The tech places a smartphone on top of the device so that its camera can peer inside. (Later versions of Miriam will have their own onboard computer.) Over the course of 60 minutes, the camera takes a series of pictures of the wells and tracks changes—including which wells are glowing, how frequently and how intensely. Data is sent to Miroculus’s cloud server for analysis. It compares those results with existing data to determine if any patterns are present that might indicate a particular type of cancer.

So far, the team has been able to identify lung, breast and pancreatic cancer in mice. The researchers are also participating in a clinical trial in Germany that includes 200 human breast cancer patients.

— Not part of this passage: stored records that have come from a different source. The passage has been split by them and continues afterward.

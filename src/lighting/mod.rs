//! Lighting console link: OSC over a persistent TCP connection.

use std::{
    sync::{
        Arc,
        atomic::{AtomicU64, Ordering},
    },
    time::Duration,
};

use futures::{SinkExt, StreamExt};
use parking_lot::{Mutex, RwLock};
use tokio::{
    net::TcpStream,
    sync::{mpsc, watch},
    task::JoinHandle,
};
use tokio_util::{codec::Framed, sync::CancellationToken};
use tracing::{debug, info, warn};

use crate::{
    common::{
        errors::{ControlError, ControlResult},
        multimap::MultiMap,
        types::CueNumber,
    },
    configs::LightingConfig,
    gateway::{ConnectionStatus, session::types::SessionOutcome},
    protocol::{OscArg, OscCodec, OscMessage},
};

pub mod address;
pub mod constants;

pub use address::Target;

/// Invoked with the fired cue and the list it belongs to.
pub type CueCallback = Arc<dyn Fn(&CueNumber, u32) + Send + Sync>;

#[derive(Debug, Clone, Copy, PartialEq, Eq, Hash)]
pub struct SubscriptionId(u64);

struct CueSubscription {
    id: SubscriptionId,
    callback: CueCallback,
}

#[derive(Debug, Clone, Copy, PartialEq, Eq)]
struct CueListFilter {
    list: u32,
    enabled: bool,
}

pub(crate) struct LinkState {
    tx: mpsc::UnboundedSender<OscMessage>,
}

struct LightingInner {
    config: LightingConfig,
    filter: RwLock<CueListFilter>,
    status_tx: watch::Sender<ConnectionStatus>,
    link: RwLock<Option<LinkState>>,
    callbacks: Mutex<MultiMap<CueNumber, CueSubscription>>,
    next_subscription: AtomicU64,
    cancel_token: CancellationToken,
}

impl Drop for LightingInner {
    fn drop(&mut self) {
        self.cancel_token.cancel();
    }
}

/// Handle to the lighting console. Cheap to clone.
#[derive(Clone)]
pub struct LightingClient {
    inner: Arc<LightingInner>,
}

impl LightingClient {
    pub fn new(config: LightingConfig) -> Self {
        let (status_tx, _) = watch::channel(ConnectionStatus::Disconnected);
        let filter = CueListFilter {
            list: config.cue_list,
            enabled: config.filter_cue_list,
        };
        Self {
            inner: Arc::new(LightingInner {
                config,
                filter: RwLock::new(filter),
                status_tx,
                link: RwLock::new(None),
                callbacks: Mutex::new(MultiMap::new()),
                next_subscription: AtomicU64::new(1),
                cancel_token: CancellationToken::new(),
            }),
        }
    }

    pub fn spawn(&self) -> JoinHandle<()> {
        let client = self.clone();
        tokio::spawn(async move { client.run().await })
    }

    pub fn shutdown(&self) {
        self.inner.cancel_token.cancel();
    }

    pub fn status(&self) -> ConnectionStatus {
        *self.inner.status_tx.borrow()
    }

    pub fn status_changes(&self) -> watch::Receiver<ConnectionStatus> {
        self.inner.status_tx.subscribe()
    }

    pub async fn ready(&self) {
        let mut rx = self.status_changes();
        let _ = rx.wait_for(|s| *s == ConnectionStatus::Ready).await;
    }

    pub fn cue_list(&self) -> u32 {
        self.inner.filter.read().list
    }

    /// Changes the list fires target and, when `filter` is set, the only
    /// list whose cue notifications are dispatched.
    pub fn set_cue_list(&self, list: u32, filter: bool) {
        *self.inner.filter.write() = CueListFilter {
            list,
            enabled: filter,
        };
        info!("Cue list set to {} (filtering: {})", list, filter);
    }

    /// Registers `callback` for every fire of `cue`. Callbacks for the same
    /// cue run in registration order.
    pub fn on_cue<F>(&self, cue: CueNumber, callback: F) -> SubscriptionId
    where
        F: Fn(&CueNumber, u32) + Send + Sync + 'static,
    {
        let id = SubscriptionId(self.inner.next_subscription.fetch_add(1, Ordering::Relaxed));
        self.inner.callbacks.lock().insert(
            cue,
            CueSubscription {
                id,
                callback: Arc::new(callback),
            },
        );
        id
    }

    pub fn off_cue(&self, id: SubscriptionId) -> bool {
        self.inner.callbacks.lock().retire(|s| s.id == id) > 0
    }

    /// Sends a message as-is. Fails when the console is not connected;
    /// nothing is queued for later.
    pub fn send(&self, message: OscMessage) -> ControlResult<()> {
        let link = self.inner.link.read();
        let Some(state) = link.as_ref() else {
            return Err(ControlError::connection(format!(
                "lighting console offline, dropped {}",
                message.address
            )));
        };
        debug!("-> {} {:?}", message.address, message.args);
        state
            .tx
            .send(message)
            .map_err(|e| ControlError::connection(format!("writer closed, dropped {}", e.0.address)))
    }

    /// Sends to `address`, rooted at `/eos` when it is not already.
    pub fn command(&self, address: &str, args: Vec<OscArg>) -> ControlResult<()> {
        self.send(OscMessage::new(address::with_prefix(address), args))
    }

    pub fn fire_cue(&self, cue: &CueNumber) -> ControlResult<()> {
        info!("Firing cue {}", cue);
        self.send(OscMessage::new(
            address::fire_address(self.cue_list(), cue),
            vec![],
        ))
    }

    pub fn record_cue(&self, cue: &CueNumber, label: Option<&str>) -> ControlResult<()> {
        info!("Recording cue {}", cue);
        self.command(
            "/cmd",
            vec![OscArg::Str(address::record_command(cue, label))],
        )
    }

    /// Sets a channel's intensity, 0 to 100.
    pub fn intensity(&self, channel: u32, level: i32) -> ControlResult<()> {
        self.send(OscMessage::new(
            address::intensity_address(channel),
            vec![OscArg::Int(level)],
        ))
    }

    /// Sets RGB as percentages, 0 to 100 each.
    pub fn color(&self, target: Target, red: i32, green: i32, blue: i32) -> ControlResult<()> {
        self.send(OscMessage::new(
            address::color_address(target),
            vec![OscArg::Int(red), OscArg::Int(green), OscArg::Int(blue)],
        ))
    }

    pub fn param(&self, target: Target, param: &str, value: impl Into<OscArg>) -> ControlResult<()> {
        self.send(OscMessage::new(
            address::param_address(target, param),
            vec![value.into()],
        ))
    }

    fn dispatch(&self, message: &OscMessage) {
        let Some((list, cue)) = address::parse_cue_fire(&message.address) else {
            debug!("<- {} {:?}", message.address, message.args);
            return;
        };

        let filter = *self.inner.filter.read();
        if filter.enabled && list != filter.list {
            debug!("Ignoring cue {} on list {}", cue, list);
            return;
        }

        let callbacks: Vec<CueCallback> = self
            .inner
            .callbacks
            .lock()
            .get(&cue)
            .iter()
            .map(|s| s.callback.clone())
            .collect();

        info!("Cue {}/{} fired ({} listeners)", list, cue, callbacks.len());
        for callback in callbacks {
            callback(&cue, list);
        }
    }

    async fn run(self) {
        let delay = self.inner.config.reconnect_delay();
        let addr = self.inner.config.addr();

        loop {
            if self.inner.cancel_token.is_cancelled() {
                break;
            }

            self.inner.status_tx.send_replace(ConnectionStatus::Connecting);
            let outcome = self.connect(&addr).await;

            self.inner.link.write().take();
            self.inner.status_tx.send_replace(ConnectionStatus::Disconnected);

            match outcome {
                Ok(SessionOutcome::Shutdown) => break,
                Ok(SessionOutcome::Reconnect) => {
                    info!("Lighting console connection lost, reconnecting in {:?}", delay);
                }
                Err(e) => {
                    warn!("Lighting console {}: {}. Retrying in {:?}", addr, e, delay);
                }
            }

            tokio::select! {
                _ = self.inner.cancel_token.cancelled() => break,
                _ = tokio::time::sleep(delay) => {}
            }
        }
    }

    async fn connect(&self, addr: &str) -> ControlResult<SessionOutcome> {
        let stream = TcpStream::connect(addr)
            .await
            .map_err(|e| ControlError::connection(e.to_string()))?;
        let _ = stream.set_nodelay(true);
        info!("Connected to lighting console at {}", addr);

        let (mut sink, mut frames) = Framed::new(stream, OscCodec).split();
        let (tx, mut rx) = mpsc::unbounded_channel::<OscMessage>();
        *self.inner.link.write() = Some(LinkState { tx });
        self.inner.status_tx.send_replace(ConnectionStatus::Ready);

        let writer_token = self.inner.cancel_token.child_token();
        let write_task = tokio::spawn({
            let token = writer_token.clone();
            async move {
                loop {
                    tokio::select! {
                        _ = token.cancelled() => break,
                        msg = rx.recv() => {
                            let Some(msg) = msg else { break };
                            if let Err(e) = sink.send(msg).await {
                                warn!("Lighting console write error: {}", e);
                                break;
                            }
                        }
                    }
                }
                token.cancel();
            }
        });

        let outcome = loop {
            tokio::select! {
                _ = self.inner.cancel_token.cancelled() => break SessionOutcome::Shutdown,
                frame = frames.next() => match frame {
                    Some(Ok(Ok(message))) => self.dispatch(&message),
                    Some(Ok(Err(e))) => warn!("Dropping malformed console frame: {}", e),
                    Some(Err(e)) => {
                        warn!("Lighting console stream error: {}", e);
                        break SessionOutcome::Reconnect;
                    }
                    None => {
                        debug!("Lighting console closed the stream");
                        break SessionOutcome::Reconnect;
                    }
                },
                _ = writer_token.cancelled() => break SessionOutcome::Reconnect,
            }
        };

        writer_token.cancel();
        let _ = tokio::time::timeout(Duration::from_millis(500), write_task).await;
        Ok(outcome)
    }
}
use std::collections::HashMap;

use serde::{Deserialize, Deserializer, Serialize};
use serde_json::Value;

use crate::common::{
    errors::{ControlError, ControlResult},
    time::parse_timespan,
    types::CueNumber,
};

#[derive(Debug, Clone, Copy, Default, PartialEq, Eq, Serialize, Deserialize)]
#[serde(rename_all = "UPPERCASE")]
pub enum CueKind {
    #[default]
    Normal,
    /// Stops the live clock as soon as it is passed.
    Hold,
}

/// One entry of a scene's cue stack.
#[derive(Debug, Clone, PartialEq, Serialize, Deserialize)]
pub struct CueEntry {
    #[serde(alias = "position", deserialize_with = "deserialize_position")]
    pub position_ms: u64,
    #[serde(rename = "type", default)]
    pub kind: CueKind,
    #[serde(default)]
    pub payload: Value,
}

impl CueEntry {
    pub fn new(position_ms: u64, kind: CueKind, payload: Value) -> Self {
        Self {
            position_ms,
            kind,
            payload,
        }
    }
}

/// Positions are milliseconds, or a time span such as `"1:30"` or `"90s"`.
fn deserialize_position<'de, D>(deserializer: D) -> Result<u64, D::Error>
where
    D: Deserializer<'de>,
{
    #[derive(Deserialize)]
    #[serde(untagged)]
    enum RawPosition {
        Millis(f64),
        Span(String),
    }

    match RawPosition::deserialize(deserializer)? {
        RawPosition::Millis(ms) if ms.is_finite() && ms >= 0.0 => Ok(ms.round() as u64),
        RawPosition::Millis(ms) => Err(serde::de::Error::custom(format!(
            "position must be a non-negative number, got {ms}"
        ))),
        RawPosition::Span(span) => Ok(parse_timespan(&span)),
    }
}

/// A scene's entries, sorted ascending by position.
///
/// Sorting happens once, here; equal positions keep their upload order.
#[derive(Debug, Clone, Default, PartialEq)]
pub struct CueStack {
    entries: Vec<CueEntry>,
}

impl CueStack {
    pub fn new(mut entries: Vec<CueEntry>) -> Self {
        entries.sort_by_key(|e| e.position_ms);
        Self { entries }
    }

    /// Parses and validates an externally supplied JSON array of entries.
    pub fn from_json(value: Value) -> ControlResult<Self> {
        if !value.is_array() {
            return Err(ControlError::validation("cue stack must be an array"));
        }
        let entries: Vec<CueEntry> = serde_json::from_value(value)
            .map_err(|e| ControlError::validation(format!("invalid cue entry: {e}")))?;
        Ok(Self::new(entries))
    }

    pub fn entries(&self) -> &[CueEntry] {
        &self.entries
    }

    pub fn len(&self) -> usize {
        self.entries.len()
    }

    pub fn is_empty(&self) -> bool {
        self.entries.is_empty()
    }

    pub fn get(&self, index: usize) -> Option<&CueEntry> {
        self.entries.get(index)
    }

    /// Number of entries at or before `position_ms`.
    pub fn cursor_for(&self, position_ms: u64) -> usize {
        self.entries.partition_point(|e| e.position_ms <= position_ms)
    }

    /// Moves `cursor` forward one entry at a time while the entry under it
    /// is at or before `position_ms`. Never moves backwards.
    pub fn advance(&self, mut cursor: usize, position_ms: u64) -> usize {
        while let Some(entry) = self.entries.get(cursor) {
            if entry.position_ms > position_ms {
                break;
            }
            cursor += 1;
        }
        cursor
    }
}

/// A lighting cue to fire once tracked media reaches `at_ms`.
#[derive(Debug, Clone, PartialEq, Deserialize)]
pub struct MediaCue {
    #[serde(alias = "at", deserialize_with = "deserialize_position")]
    pub at_ms: u64,
    #[serde(deserialize_with = "deserialize_cue_number")]
    pub cue: CueNumber,
}

fn deserialize_cue_number<'de, D>(deserializer: D) -> Result<CueNumber, D::Error>
where
    D: Deserializer<'de>,
{
    #[derive(Deserialize)]
    #[serde(untagged)]
    enum RawCue {
        Number(f64),
        Label(String),
    }

    let raw = match RawCue::deserialize(deserializer)? {
        RawCue::Number(n) => n.to_string(),
        RawCue::Label(label) => label,
    };
    CueNumber::parse(&raw)
        .ok_or_else(|| serde::de::Error::custom(format!("invalid cue number {raw:?}")))
}

/// Cue content for a whole show, as stored in the cue file.
#[derive(Debug, Clone, Default, Deserialize)]
pub struct ShowFile {
    #[serde(default)]
    pub scenes: HashMap<String, Value>,
    #[serde(default)]
    pub active: Option<String>,
    /// Lighting cues keyed by the mixer media input that drives them.
    #[serde(default)]
    pub media: HashMap<String, Vec<MediaCue>>,
}

impl ShowFile {
    pub fn parse(text: &str) -> ControlResult<Self> {
        serde_json::from_str(text)
            .map_err(|e| ControlError::validation(format!("invalid cue file: {e}")))
    }
}
pub mod common;
pub mod configs;
pub mod engine;
pub mod gateway;
pub mod lighting;
pub mod protocol;
pub mod tracker;
use std::{future::Future, time::Duration};

use tokio::{task::JoinHandle, time::MissedTickBehavior};
use tokio_util::sync::CancellationToken;

/// A repeating task that runs `tick` every `period` until cancelled.
///
/// The first tick happens one full period after spawning. Ticks never
/// overlap: a slow tick delays the next one instead of stacking up, and a
/// cancel aborts an in-flight tick at its next suspension point. Dropping
/// the handle cancels the task.
pub struct PeriodicTask {
    cancel: CancellationToken,
    handle: JoinHandle<()>,
}

impl PeriodicTask {
    pub fn spawn<F, Fut>(period: Duration, mut tick: F) -> Self
    where
        F: FnMut() -> Fut + Send + 'static,
        Fut: Future<Output = ()> + Send + 'static,
    {
        let cancel = CancellationToken::new();
        let token = cancel.clone();

        let handle = tokio::spawn(async move {
            let start = tokio::time::Instant::now() + period;
            let mut interval = tokio::time::interval_at(start, period);
            interval.set_missed_tick_behavior(MissedTickBehavior::Skip);

            loop {
                tokio::select! {
                    _ = token.cancelled() => break,
                    _ = interval.tick() => {}
                }
                tokio::select! {
                    _ = token.cancelled() => break,
                    _ = tick() => {}
                }
            }
        });

        Self { cancel, handle }
    }

    pub fn cancel(&self) {
        self.cancel.cancel();
    }

    pub fn is_active(&self) -> bool {
        !self.cancel.is_cancelled() && !self.handle.is_finished()
    }
}

impl Drop for PeriodicTask {
    fn drop(&mut self) {
        self.cancel.cancel();
    }
}

impl std::fmt::Debug for PeriodicTask {
    fn fmt(&self, f: &mut std::fmt::Formatter<'_>) -> std::fmt::Result {
        f.debug_struct("PeriodicTask")
            .field("active", &self.is_active())
            .finish()
    }
}

/// A detached unit of work whose completion can optionally be awaited.
///
/// Dropping the handle does not stop the work.
pub struct BackgroundTask<T> {
    handle: JoinHandle<T>,
}

impl<T: Send + 'static> BackgroundTask<T> {
    pub fn spawn<F>(work: F) -> Self
    where
        F: Future<Output = T> + Send + 'static,
    {
        Self {
            handle: tokio::spawn(work),
        }
    }

    /// Waits for the work to finish. `None` if it panicked or was aborted.
    pub async fn wait(self) -> Option<T> {
        self.handle.await.ok()
    }

    pub fn is_finished(&self) -> bool {
        self.handle.is_finished()
    }

    /// Lets the work run to completion unobserved.
    pub fn detach(self) {}
}
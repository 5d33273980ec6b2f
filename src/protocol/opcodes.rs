use std::fmt;

/// Op codes of the mixer's `{op, d}` envelope.
#[derive(Debug, Clone, Copy, PartialEq, Eq, Hash)]
#[repr(u8)]
pub enum MixerOp {
    Hello = 0,
    Identify = 1,
    Identified = 2,
    Reidentify = 3,
    Event = 5,
    Request = 6,
    RequestResponse = 7,
    RequestBatch = 8,
    RequestBatchResponse = 9,
}

impl MixerOp {
    pub fn code(self) -> u8 {
        self as u8
    }

    pub fn as_str(self) -> &'static str {
        match self {
            Self::Hello => "Hello",
            Self::Identify => "Identify",
            Self::Identified => "Identified",
            Self::Reidentify => "Reidentify",
            Self::Event => "Event",
            Self::Request => "Request",
            Self::RequestResponse => "RequestResponse",
            Self::RequestBatch => "RequestBatch",
            Self::RequestBatchResponse => "RequestBatchResponse",
        }
    }
}

impl TryFrom<u8> for MixerOp {
    type Error = u8;

    fn try_from(op: u8) -> Result<Self, Self::Error> {
        Ok(match op {
            0 => Self::Hello,
            1 => Self::Identify,
            2 => Self::Identified,
            3 => Self::Reidentify,
            5 => Self::Event,
            6 => Self::Request,
            7 => Self::RequestResponse,
            8 => Self::RequestBatch,
            9 => Self::RequestBatchResponse,
            other => return Err(other),
        })
    }
}

impl fmt::Display for MixerOp {
    fn fmt(&self, f: &mut fmt::Formatter<'_>) -> fmt::Result {
        write!(f, "{} ({})", self.as_str(), self.code())
    }
}

/// Event subscription bitmask covering every non-high-volume category
/// (general, config, scenes, inputs, transitions, filters, outputs, scene
/// items, media inputs, vendors, ui).
pub const EVENT_SUBSCRIPTION_ALL: u32 = (1 << 11) - 1;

But Miroculus will have competition, eventually. A similar research effort in Japan, involving the country’s National Cancer Center, aims to bring a similar product to market within five years. The group's work will analyze blood samples from some 6,500 patients in order to spot the microRNA signatures of 13 types of cancer.

While these methods show promise, experts do caution that we still need more data to make microRNA diagnosis as foolproof as Miroculus plans. Simple things like a common cold or taking an aspirin can affect the presence of microRNA in the blood, Muneesh Tewari of the Fred Hutchinson Cancer Research Center explained to Wired. Therefore, building out Miroculus’s database of reference points will be just as important as the accuracy of the bioassay itself.